Current through Register Vol. 56, No. 24, December 18, 2024
(a) Duty of
reasonable supervision. Every investment adviser registered by the Bureau shall
reasonably supervise employees who give investment advice with a view toward
preventing violations of the New Jersey Uniform Securities Law, and other
Federal and/or state securities laws. Final responsibility for proper
supervision shall rest with the investment adviser. In determining whether an
investment adviser registered by the Bureau has reasonably supervised, the
following factors will be taken into consideration:
1. The investment adviser has established
written policies and procedures and a system for applying the policies and
procedures, with consideration for the size and number of locations of the
investment adviser, that would reasonably be expected to prevent and detect,
insofar as practicable, any violation by its investment adviser representatives
or other persons, employed by or associated with, the investment
adviser;
2. The investment adviser
has reasonably discharged the duties and obligations incumbent on the
investment adviser by reason of the established written policies and procedures
and the system for applying the policies and procedures without reasonable
cause to believe that there was not compliance with the policies and procedures
and systems; and
3. Any additional
information, as needed by the Bureau, to make a determination.
(b) This supervisory system,
including written supervisory policies and procedures, shall provide, at a
minimum, to the extent relevant, for the following:
1. Portfolio management processes, including
allocation of investment opportunities among clients and consistency of
portfolios with clients' investment objectives, disclosures by the investment
adviser, and applicable regulatory restrictions;
2. Trading practices, including policies and
procedures by which the investment adviser satisfies its best execution
obligation, uses client brokerage to obtain research and other services (soft
dollar arrangements), and allocates aggregated trades among clients;
3. Proprietary trading of the investment
adviser and personal trading activities of supervised persons;
4. The accuracy of disclosures made to
investors, clients, and regulators, including account statements and
advertisements;
5. Safeguarding of
client assets from conversion or inappropriate use by advisory
personnel;
6. The accurate creation
of required records and their maintenance in a manner that secures them from
unauthorized alteration or use and protects them from untimely
destruction;
7. Marketing advisory
services, including the use of solicitors;
8. Processes to value client holdings and
assess fees based on those valuations;
9. Safeguards for the privacy protection of
client records and information; and
10. Business continuity plans, which
generally provide for, but are not limited to, the following:
i. The protection, back-up, and recovery of
books and records;
ii. Establishing
alternate means of communication with customers, employees, and
regulators;
iii. Office relocation,
in the event of a loss of principal place of business; and
iv. A designation of duties to responsible
person(s) in the event of the death or disability of a key individual,
principal, owner, or other such personnel.

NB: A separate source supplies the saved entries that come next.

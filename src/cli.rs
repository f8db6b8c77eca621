use clap::{Parser, ValueEnum};
use tracing_subscriber::filter::LevelFilter;

use crate::config::defaults;

/// gpufand: temperature-driven fan control for NVIDIA GPUs
#[derive(Parser, Debug)]
#[command(author, version, about, long_about = None)]
pub struct Cli {
    /// Number of seconds between consecutive updates
    #[arg(short = 'i', long = "interval-secs", default_value_t = defaults::interval_secs())]
    pub interval_secs: u64,

    /// Ramp zero point and idle threshold in °C (35-60)
    #[arg(
        short = 'b',
        long = "base-temperature",
        default_value_t = defaults::base_temperature(),
        allow_negative_numbers = true
    )]
    pub base_temperature: i32,

    /// Verbosity level
    #[arg(short = 'l', long = "log-level", value_enum, default_value_t = LogLevel::Info, ignore_case = true)]
    pub log_level: LogLevel,
}

#[derive(ValueEnum, Clone, Copy, Debug, PartialEq, Eq)]
#[value(rename_all = "UPPER")]
pub enum LogLevel {
    Debug,
    Info,
    Warn,
}

impl From<LogLevel> for LevelFilter {
    fn from(level: LogLevel) -> Self {
        match level {
            LogLevel::Debug => Self::DEBUG,
            LogLevel::Info => Self::INFO,
            LogLevel::Warn => Self::WARN,
        }
    }
}
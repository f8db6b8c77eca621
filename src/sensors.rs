use async_trait::async_trait;

use crate::{error::Result, measurement::Measurement};

/// Source of per-device GPU telemetry.
///
/// A successful query always yields at least one [`Measurement`]; an empty
/// result is reported as [`ControlError::NoDeviceDetected`](crate::error::ControlError::NoDeviceDetected).
#[cfg_attr(test, mockall::automock)]
#[async_trait]
pub trait MeasurementSource: Send + Sync {
    async fn measure(&self) -> Result<Vec<Measurement>>;
}
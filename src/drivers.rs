//! Concrete collaborators backed by the NVIDIA command-line tools.

pub mod nvidia_settings;
pub mod nvidia_smi;

pub use nvidia_settings::NvidiaSettings;
pub use nvidia_smi::NvidiaSmi;
use std::process::ExitCode;

use anyhow::{Result, anyhow};
use clap::Parser;
use log::{error, info};

use gpufand::{
    application::Application,
    cli::{Cli, LogLevel},
    config::Config,
    controller::Outcome,
};

fn init_log(level: LogLevel) -> Result<()> {
    tracing_subscriber::fmt()
        .with_max_level(level)
        .with_writer(std::io::stderr)
        .try_init()
        .map_err(|e| anyhow!("{e}"))
}

async fn run(cli: &Cli) -> gpufand::error::Result<Outcome> {
    let config = Config::new(cli.interval_secs, cli.base_temperature)?;
    Application::builder()
        .with_config(config)
        .build()?
        .run()
        .await
}

/// Process exit status: 0 on interrupt, otherwise the error's code.
fn exit_status(result: gpufand::error::Result<Outcome>) -> u8 {
    match result {
        Ok(Outcome::Interrupted) => {
            info!("Interrupted, exiting");
            0
        }
        Err(e) => {
            error!("{e}");
            e.exit_code()
        }
    }
}

#[tokio::main(flavor = "current_thread")]
async fn main() -> ExitCode {
    let cli = Cli::parse();

    if let Err(e) = init_log(cli.log_level) {
        eprintln!("Unable to initialise logging: {e}");
        return ExitCode::from(2);
    }

    ExitCode::from(exit_status(run(&cli).await))
}
//! # gpufand
//!
//! A closed-loop fan speed controller for NVIDIA GPUs.
//!
//! Every poll interval the controller reads temperature, fan speed and
//! utilization of each GPU from `nvidia-smi`, derives one target fan speed from
//! the hottest device with a fixed step ramp, and pushes it through
//! `nvidia-settings`. When every GPU is cool and idle, or when the process is
//! interrupted, automatic fan control is handed back to the driver.
//!
//! ## Architecture
//!
//! - [`Controller`](controller::Controller) - the poll/decide/act loop and its state
//! - [`MeasurementSource`](sensors::MeasurementSource) and
//!   [`FanActuator`](fan_controller::FanActuator) - the collaborator seams
//! - [`drivers`] - implementations backed by the NVIDIA command-line tools
//! - [`Application`](application::Application) - wires everything from a [`Config`](config::Config)
//!
//! ## Example
//!
//! ```no_run
//! use gpufand::{application::Application, config::Config};
//!
//! #[tokio::main(flavor = "current_thread")]
//! async fn main() -> gpufand::error::Result<()> {
//!     Application::builder()
//!         .with_config(Config::new(5, 40)?)
//!         .build()?
//!         .run()
//!         .await?;
//!     Ok(())
//! }
//! ```

pub mod application;
pub mod cli;
pub mod config;
pub mod controller;
pub mod drivers;
pub mod error;
pub mod fan_controller;
pub mod fan_curve;
pub mod measurement;
pub mod process;
pub mod sensors;
pub mod shutdown;
//! Configuration for the gpufand control loop.
//!
//! The controller has no configuration file: every value comes from the
//! command line and is validated once, before the loop starts. A [`Config`]
//! is immutable afterwards.

use std::{ops::RangeInclusive, time::Duration};

use log::info;
use serde::Serialize;

use crate::error::{ControlError, Result};

/// Accepted range for the ramp's zero point, in degrees Celsius.
pub const BASE_TEMPERATURE_RANGE: RangeInclusive<i32> = 35..=60;

/// Runtime parameters of the controller.
///
/// # Example
///
/// ```
/// use gpufand::config::Config;
///
/// let config = Config::new(5, 40)?;
/// assert_eq!(config.base_temperature, 40);
/// assert_eq!(config.poll_interval.as_secs(), 5);
/// # Ok::<(), gpufand::error::ControlError>(())
/// ```
#[derive(Debug, Clone, PartialEq, Eq, Serialize)]
pub struct Config {
    /// Delay between two polls.
    pub poll_interval: Duration,

    /// Zero point of the temperature ramp and idle threshold, in °C.
    pub base_temperature: i32,
}

impl Default for Config {
    fn default() -> Self {
        Self {
            poll_interval: Duration::from_secs(defaults::interval_secs()),
            base_temperature: defaults::base_temperature(),
        }
    }
}

impl Config {
    /// Builds a validated configuration.
    ///
    /// Fails with [`ControlError::Configuration`] when the interval is zero or
    /// the base temperature lies outside [`BASE_TEMPERATURE_RANGE`].
    pub fn new(interval_secs: u64, base_temperature: i32) -> Result<Self> {
        let config = Self {
            poll_interval: Duration::from_secs(interval_secs),
            base_temperature,
        };
        config.validate()?;

        info!(
            "Controller configured: interval {}s, base temperature {}°C",
            interval_secs, base_temperature
        );
        Ok(config)
    }

    /// Checks the invariants the control loop relies on.
    pub fn validate(&self) -> Result<()> {
        if self.poll_interval.is_zero() {
            return Err(ControlError::Configuration(
                "poll interval must be at least one second".to_string(),
            ));
        }

        if !BASE_TEMPERATURE_RANGE.contains(&self.base_temperature) {
            return Err(ControlError::Configuration(format!(
                "base temperature {} is outside [{}, {}]",
                self.base_temperature,
                BASE_TEMPERATURE_RANGE.start(),
                BASE_TEMPERATURE_RANGE.end()
            )));
        }

        Ok(())
    }
}

pub mod defaults {
    /// Default delay between polls in seconds.
    pub const fn interval_secs() -> u64 {
        5
    }

    /// Default ramp zero point in °C.
    pub const fn base_temperature() -> i32 {
        40
    }
}

#[cfg(test)]
mod tests {
    use super::*;
    use pretty_assertions::assert_eq;

    #[test]
    fn default_config_is_valid() {
        let config = Config::default();
        assert!(config.validate().is_ok());
        assert_eq!(config.poll_interval, Duration::from_secs(5));
        assert_eq!(config.base_temperature, 40);
    }

    #[test]
    fn base_temperature_bounds_are_inclusive() {
        assert!(Config::new(5, 35).is_ok());
        assert!(Config::new(5, 60).is_ok());
    }

    #[test]
    fn base_temperature_out_of_range_is_rejected() {
        for base in [30, 34, 61, 65] {
            let err = Config::new(5, base).unwrap_err();
            assert!(matches!(err, ControlError::Configuration(_)));
            assert!(err.to_string().contains(&base.to_string()));
        }
    }

    #[test]
    fn zero_interval_is_rejected() {
        let err = Config::new(0, 40).unwrap_err();
        assert!(matches!(err, ControlError::Configuration(_)));
        assert!(err.to_string().contains("poll interval"));
    }

    #[test]
    fn config_serializes_for_diagnostics() {
        let json = serde_json::to_value(Config::default()).unwrap();
        assert_eq!(json["base_temperature"], 40);
        assert_eq!(json["poll_interval"]["secs"], 5);
    }
}
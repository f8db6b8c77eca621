//! Application entry point and builder pattern implementation.

use log::{debug, info};

use crate::{
    config::Config,
    controller::{Controller, Outcome},
    drivers::{NvidiaSettings, NvidiaSmi},
    error::{ControlError, Result},
    fan_controller::FanActuator,
    measurement::QueryLayout,
    sensors::MeasurementSource,
};

/// The controller wired to its collaborators, ready to run.
///
/// # Example
///
/// ```no_run
/// use gpufand::{application::Application, config::Config};
///
/// # async fn example() -> gpufand::error::Result<()> {
/// let mut app = Application::builder()
///     .with_config(Config::new(5, 40)?)
///     .build()?;
///
/// app.run().await?;
/// # Ok(())
/// # }
/// ```
pub struct Application<S: MeasurementSource = NvidiaSmi, A: FanActuator = NvidiaSettings> {
    controller: Controller<S, A>,
}

impl Application {
    /// Creates a builder using the NVIDIA command-line drivers.
    pub fn builder() -> ApplicationBuilder {
        ApplicationBuilder::new()
    }
}

impl<S: MeasurementSource, A: FanActuator> Application<S, A> {
    /// Runs the control loop until interrupted or a fatal error, releasing fan
    /// control on the way out.
    pub async fn run(&mut self) -> Result<Outcome> {
        let config = self.controller.config();
        info!(
            "Starting gpu fan control: every {}s, base temperature {}°C",
            config.poll_interval.as_secs(),
            config.base_temperature
        );
        self.controller.run().await
    }
}

/// Fluent configuration of an [`Application`] before startup.
pub struct ApplicationBuilder<S = NvidiaSmi, A = NvidiaSettings> {
    config: Option<Config>,
    source: S,
    actuator: A,
}

impl ApplicationBuilder {
    fn new() -> Self {
        Self {
            config: None,
            source: NvidiaSmi::default(),
            actuator: NvidiaSettings::new(),
        }
    }

    /// Selects the `nvidia-smi` query columns.
    pub fn with_layout(mut self, layout: QueryLayout) -> Self {
        self.source = NvidiaSmi::new(layout);
        self
    }
}

impl<S: MeasurementSource, A: FanActuator> ApplicationBuilder<S, A> {
    pub fn with_config(mut self, config: Config) -> Self {
        self.config = Some(config);
        self
    }

    /// Replaces the measurement source and fan actuator.
    pub fn with_drivers<S2, A2>(self, source: S2, actuator: A2) -> ApplicationBuilder<S2, A2>
    where
        S2: MeasurementSource,
        A2: FanActuator,
    {
        ApplicationBuilder {
            config: self.config,
            source,
            actuator,
        }
    }

    pub fn build(self) -> Result<Application<S, A>> {
        let config = self
            .config
            .ok_or_else(|| ControlError::Configuration("configuration is required".to_string()))?;
        config.validate()?;

        debug!(
            "Building application with {}",
            serde_json::to_string(&config).unwrap_or_default()
        );

        Ok(Application {
            controller: Controller::new(config, self.source, self.actuator),
        })
    }
}

#[cfg(test)]
mod tests {
    use super::*;
    use crate::{
        controller::Phase, fan_controller::MockFanActuator, measurement::Measurement,
        sensors::MockMeasurementSource,
    };
    use pretty_assertions::assert_eq;
    use std::time::Duration;

    #[test]
    fn build_requires_config() {
        let err = Application::builder().build().err().unwrap();
        assert!(matches!(err, ControlError::Configuration(_)));
    }

    #[test]
    fn build_rejects_invalid_config() {
        let config = Config {
            poll_interval: Duration::from_secs(5),
            base_temperature: 70,
        };
        let err = Application::builder().with_config(config).build().err().unwrap();
        assert!(matches!(err, ControlError::Configuration(_)));
    }

    #[test]
    fn build_wires_config_into_controller() {
        let app = Application::builder()
            .with_layout(QueryLayout::WithoutFanSpeed)
            .with_config(Config::new(3, 45).unwrap())
            .build()
            .unwrap();

        assert_eq!(app.controller.config().base_temperature, 45);
        assert_eq!(app.controller.config().poll_interval, Duration::from_secs(3));
        assert_eq!(app.controller.state().phase, Phase::Starting);
    }

    #[tokio::test]
    async fn run_fails_when_no_gpu_is_present() {
        let mut source = MockMeasurementSource::new();
        source.expect_measure().times(1).returning(|| Ok(Vec::new()));
        let mut actuator = MockFanActuator::new();
        actuator.expect_release().times(0);

        let mut app = Application::builder()
            .with_config(Config::default())
            .with_drivers(source, actuator)
            .build()
            .unwrap();

        let err = app.run().await.unwrap_err();
        assert!(matches!(err, ControlError::NoDeviceDetected));
        assert_eq!(err.exit_code(), 2);
    }

    #[tokio::test(start_paused = true)]
    async fn run_releases_after_measurement_failure() {
        let mut calls = 0;
        let mut source = MockMeasurementSource::new();
        source.expect_measure().times(2).returning(move || {
            calls += 1;
            if calls == 1 {
                Ok(vec![Measurement::new(0, 70, Some(40), Some(95))])
            } else {
                Err(ControlError::MeasurementSource {
                    command: "nvidia-smi".into(),
                    status: Some(9),
                    stderr: "NVIDIA-SMI has failed".into(),
                })
            }
        });
        let mut actuator = MockFanActuator::new();
        actuator.expect_assert_speed().times(1).returning(|_, _| Ok(()));
        actuator.expect_release().times(1).returning(|| Ok(()));

        let mut app = Application::builder()
            .with_config(Config::new(1, 40).unwrap())
            .with_drivers(source, actuator)
            .build()
            .unwrap();

        let err = app.run().await.unwrap_err();
        assert!(matches!(err, ControlError::MeasurementSource { .. }));
        assert_eq!(app.controller.state().phase, Phase::ShuttingDown);
        assert!(!app.controller.state().manual_control_engaged);
    }
}
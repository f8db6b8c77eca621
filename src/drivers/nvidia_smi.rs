use async_trait::async_trait;
use log::debug;

use crate::{
    error::{ControlError, Result},
    measurement::{Measurement, QueryLayout, parse_measurements},
    process::{CommandRunner, SystemRunner, command_line},
    sensors::MeasurementSource,
};

pub const PROGRAM: &str = "nvidia-smi";

/// Measurement source querying `nvidia-smi`.
#[derive(Debug, Clone)]
pub struct NvidiaSmi<R: CommandRunner = SystemRunner> {
    runner: R,
    layout: QueryLayout,
}

impl NvidiaSmi {
    pub fn new(layout: QueryLayout) -> Self {
        Self::with_runner(SystemRunner, layout)
    }
}

impl Default for NvidiaSmi {
    fn default() -> Self {
        Self::new(QueryLayout::default())
    }
}

impl<R: CommandRunner> NvidiaSmi<R> {
    pub const fn with_runner(runner: R, layout: QueryLayout) -> Self {
        Self { runner, layout }
    }

    fn args(&self) -> Vec<String> {
        vec![
            format!("--query-gpu={}", self.layout.query_fields()),
            "--format=csv,noheader".to_string(),
        ]
    }
}

#[async_trait]
impl<R: CommandRunner> MeasurementSource for NvidiaSmi<R> {
    async fn measure(&self) -> Result<Vec<Measurement>> {
        let args = self.args();
        let output = self.runner.run(PROGRAM, &args).await?;

        if !output.success() {
            let command = command_line(PROGRAM, &args);
            output.report_failure(&command);
            return Err(ControlError::MeasurementSource {
                command,
                status: output.status,
                stderr: output.stderr.trim().to_string(),
            });
        }

        let measurements = parse_measurements(&output.stdout, self.layout)?;
        debug!("Measured {} gpu(s)", measurements.len());
        Ok(measurements)
    }
}
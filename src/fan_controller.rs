//! Fan actuator abstraction.

use async_trait::async_trait;

use crate::error::Result;

/// Trait for the mechanism that drives GPU fans.
///
/// # Example
///
/// ```no_run
/// use gpufand::fan_controller::FanActuator;
/// use gpufand::error::Result;
///
/// struct DryRun;
///
/// #[async_trait::async_trait]
/// impl FanActuator for DryRun {
///     async fn assert_speed(&self, devices: &[u32], speed: u8) -> Result<()> {
///         println!("would set {devices:?} to {speed}%");
///         Ok(())
///     }
///     async fn release(&self) -> Result<()> { Ok(()) }
/// }
/// ```
#[cfg_attr(test, mockall::automock)]
#[async_trait]
pub trait FanActuator: Send + Sync {
    /// Enables manual fan control and sets `speed` percent on every device in
    /// `devices`, as one logical operation.
    async fn assert_speed(&self, devices: &[u32], speed: u8) -> Result<()>;

    /// Hands fan control back to the firmware.
    async fn release(&self) -> Result<()>;
}
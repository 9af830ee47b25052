//! Ordered timeline container.
//!
//! A timeline is a sequence of event ids in display order plus the two
//! pagination cursors that bound it. The events themselves live in the
//! room's [`EventGraph`](crate::graph::EventGraph); the sequence only holds
//! ids, so removal and local-echo re-keying never touch event ownership. An
//! id appears at most once. A cursor of `None` is terminal: there is no
//! more history (or future) in that direction.

use std::collections::HashMap;

use serde::{Deserialize, Serialize};

/// Pagination direction, in timeline terms.
#[derive(Debug, Clone, Copy, PartialEq, Eq, Hash, Serialize, Deserialize)]
pub enum Direction {
    /// Towards older events.
    Backwards,
    /// Towards newer events.
    Forwards,
}

#[derive(Debug, Default)]
pub struct Timeline {
    order: Vec<String>,
    positions: HashMap<String, usize>,
    /// Token for fetching older events; `None` once history is exhausted.
    pub prev_batch: Option<String>,
    /// Token for fetching newer events; `None` on the live timeline, which
    /// is extended by sync instead.
    pub next_batch: Option<String>,
}

impl Timeline {
    pub fn new(prev_batch: Option<String>, next_batch: Option<String>) -> Self {
        Timeline {
            order: Vec::new(),
            positions: HashMap::new(),
            prev_batch,
            next_batch,
        }
    }

    pub fn token(&self, direction: Direction) -> Option<&str> {
        match direction {
            Direction::Backwards => self.prev_batch.as_deref(),
            Direction::Forwards => self.next_batch.as_deref(),
        }
    }

    pub fn set_token(&mut self, direction: Direction, token: Option<String>) {
        match direction {
            Direction::Backwards => self.prev_batch = token,
            Direction::Forwards => self.next_batch = token,
        }
    }

    /// Append to the newest end. Returns false on a duplicate id.
    pub fn append(&mut self, id: &str) -> bool {
        if self.positions.contains_key(id) {
            return false;
        }
        self.positions.insert(id.to_owned(), self.order.len());
        self.order.push(id.to_owned());
        true
    }

    /// Prepend to the oldest end. Returns false on a duplicate id.
    pub fn prepend(&mut self, id: &str) -> bool {
        if self.positions.contains_key(id) {
            return false;
        }
        self.order.insert(0, id.to_owned());
        self.reindex(0);
        true
    }

    /// Remove an id from the visible sequence, returning its old position.
    pub fn remove(&mut self, id: &str) -> Option<usize> {
        let position = self.positions.remove(id)?;
        self.order.remove(position);
        self.reindex(position);
        Some(position)
    }

    /// Swap an id in place, preserving its position. Used when a local echo
    /// is upgraded to its server-confirmed id.
    pub fn replace_id(&mut self, old: &str, new: &str) -> bool {
        let Some(position) = self.positions.remove(old) else {
            return false;
        };
        self.order[position] = new.to_owned();
        self.positions.insert(new.to_owned(), position);
        true
    }

    pub fn contains(&self, id: &str) -> bool {
        self.positions.contains_key(id)
    }

    pub fn position(&self, id: &str) -> Option<usize> {
        self.positions.get(id).copied()
    }

    pub fn ids(&self) -> &[String] {
        &self.order
    }

    pub fn len(&self) -> usize {
        self.order.len()
    }

    pub fn is_empty(&self) -> bool {
        self.order.is_empty()
    }

    fn reindex(&mut self, from: usize) {
        for (position, id) in self.order.iter().enumerate().skip(from) {
            self.positions.insert(id.clone(), position);
        }
    }
}
//! Membership roster derived from `m.room.member` state events.
//!
//! Queries by membership value are sorted by (descending power, ascending
//! display name) and cached per membership value. A member event drops the
//! cache entries for the member's previous and new membership; a
//! power-levels change drops every entry, since power participates in the
//! sort.

use std::collections::HashMap;

use ruma::{OwnedUserId, UserId};
use tracing::warn;

use crate::event::Event;
use crate::power::PowerLevels;

/// A user as seen through a room's member event.
#[derive(Debug, Clone, PartialEq, Eq)]
pub struct Member {
    pub user_id: OwnedUserId,
    pub membership: String,
    pub display_name: Option<String>,
    pub avatar_url: Option<String>,
}

impl Member {
    fn from_event(user_id: OwnedUserId, event: &Event) -> Self {
        let content = event.content();
        Member {
            user_id,
            membership: content
                .get("membership")
                .and_then(|v| v.as_str())
                .unwrap_or("leave")
                .to_owned(),
            display_name: content
                .get("displayname")
                .and_then(|v| v.as_str())
                .map(str::to_owned),
            avatar_url: content
                .get("avatar_url")
                .and_then(|v| v.as_str())
                .map(str::to_owned),
        }
    }

    /// Sort key for the roster: display name, falling back to the user id.
    fn name_key(&self) -> &str {
        self.display_name.as_deref().unwrap_or(self.user_id.as_str())
    }
}

#[derive(Debug, Default)]
pub struct MemberRoster {
    members: HashMap<OwnedUserId, Member>,
    sorted: HashMap<String, Vec<Member>>,
}

impl MemberRoster {
    pub fn new() -> Self {
        Self::default()
    }

    /// Apply an `m.room.member` state event.
    pub fn handle(&mut self, event: &Event) {
        debug_assert_eq!(event.event_type(), "m.room.member");
        let Some(state_key) = event.state_key() else {
            warn!(event = %event.id(), "member event without state key");
            return;
        };
        let user_id: OwnedUserId = match state_key.try_into() {
            Ok(user_id) => user_id,
            Err(err) => {
                warn!(event = %event.id(), %err, "member event with invalid user id");
                return;
            }
        };

        let member = Member::from_event(user_id.clone(), event);

        self.sorted.remove(&member.membership);
        if let Some(previous) = self.members.get(&user_id) {
            self.sorted.remove(&previous.membership);
        }
        if let Some(prev_membership) = event
            .unsigned()
            .get("prev_content")
            .and_then(|c| c.get("membership"))
            .and_then(|v| v.as_str())
        {
            self.sorted.remove(prev_membership);
        }

        self.members.insert(user_id, member);
    }

    pub fn get(&self, user_id: &UserId) -> Option<&Member> {
        self.members.get(user_id)
    }

    pub fn len(&self) -> usize {
        self.members.len()
    }

    pub fn is_empty(&self) -> bool {
        self.members.is_empty()
    }

    /// Members with the given membership value, sorted by descending power
    /// and ascending name. The result is cached until invalidated.
    pub fn with_membership(&mut self, membership: &str, power: &PowerLevels) -> Vec<Member> {
        if let Some(cached) = self.sorted.get(membership) {
            return cached.clone();
        }
        let mut members: Vec<Member> = self
            .members
            .values()
            .filter(|m| m.membership == membership)
            .cloned()
            .collect();
        members.sort_by(|a, b| {
            power
                .for_user(&b.user_id)
                .cmp(&power.for_user(&a.user_id))
                .then_with(|| a.name_key().cmp(b.name_key()))
        });
        self.sorted.insert(membership.to_owned(), members.clone());
        members
    }

    /// Drop every cached sort. Called when power levels change.
    pub fn invalidate_sorting(&mut self) {
        self.sorted.clear();
    }
}

#[cfg(test)]
mod tests {
    use super::*;
    use crate::api::RawEvent;
    use serde_json::json;
    use test_log::test;

    fn member_event(user: &str, membership: &str, name: Option<&str>) -> Event {
        let mut content = json!({ "membership": membership });
        if let Some(name) = name {
            content["displayname"] = json!(name);
        }
        Event::from_raw(
            serde_json::from_value::<RawEvent>(json!({
                "event_id": format!("$m-{user}-{membership}"),
                "type": "m.room.member",
                "sender": user,
                "state_key": user,
                "content": content,
            }))
            .unwrap(),
        )
    }

    fn power(users: serde_json::Value) -> PowerLevels {
        PowerLevels::from_content(&json!({ "users": users, "users_default": 0 }))
    }

    #[test]
    fn sorts_by_power_then_name() {
        let mut roster = MemberRoster::new();
        roster.handle(&member_event("@u2:example.org", "join", Some("beta")));
        roster.handle(&member_event("@u1:example.org", "join", Some("zeta")));
        roster.handle(&member_event("@u3:example.org", "join", Some("alpha")));

        let levels = power(json!({ "@u1:example.org": 100 }));
        let joined = roster.with_membership("join", &levels);
        let ids: Vec<&str> = joined.iter().map(|m| m.user_id.as_str()).collect();
        // u1 first on power, then alpha before beta on name
        assert_eq!(
            ids,
            ["@u1:example.org", "@u3:example.org", "@u2:example.org"]
        );
    }

    #[test]
    fn membership_change_invalidates_both_buckets() {
        let mut roster = MemberRoster::new();
        roster.handle(&member_event("@a:example.org", "join", None));
        roster.handle(&member_event("@b:example.org", "join", None));
        let levels = power(json!({}));

        assert_eq!(roster.with_membership("join", &levels).len(), 2);
        assert_eq!(roster.with_membership("leave", &levels).len(), 0);

        roster.handle(&member_event("@b:example.org", "leave", None));
        assert_eq!(roster.with_membership("join", &levels).len(), 1);
        assert_eq!(roster.with_membership("leave", &levels).len(), 1);
    }

    #[test]
    fn missing_display_name_falls_back_to_user_id() {
        let mut roster = MemberRoster::new();
        roster.handle(&member_event("@b:example.org", "join", None));
        roster.handle(&member_event("@a:example.org", "join", None));

        let levels = power(json!({}));
        let joined = roster.with_membership("join", &levels);
        assert_eq!(joined[0].user_id.as_str(), "@a:example.org");
    }

    #[test]
    fn invalid_state_key_is_skipped() {
        let mut roster = MemberRoster::new();
        let event = Event::from_raw(
            serde_json::from_value::<RawEvent>(json!({
                "event_id": "$bad",
                "type": "m.room.member",
                "sender": "@a:example.org",
                "state_key": "not a user id",
                "content": { "membership": "join" },
            }))
            .unwrap(),
        );
        roster.handle(&event);
        assert!(roster.is_empty());
    }
}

(c) Annual review. Every investment adviser
registered by the Bureau shall review, no less frequently than annually, the
adequacy of the policies and procedures established pursuant to this section
and the effectiveness of their implementation.
(d) Chief Compliance Officer. Every
investment adviser registered by the Bureau shall designate an individual (who
is a supervised person) responsible for administering the policies and
procedures that are adopted pursuant to (a) above. The designated individual
shall have successfully passed the Uniform Investment Adviser Law Examination
(Series 65 Examination), or its successor exam.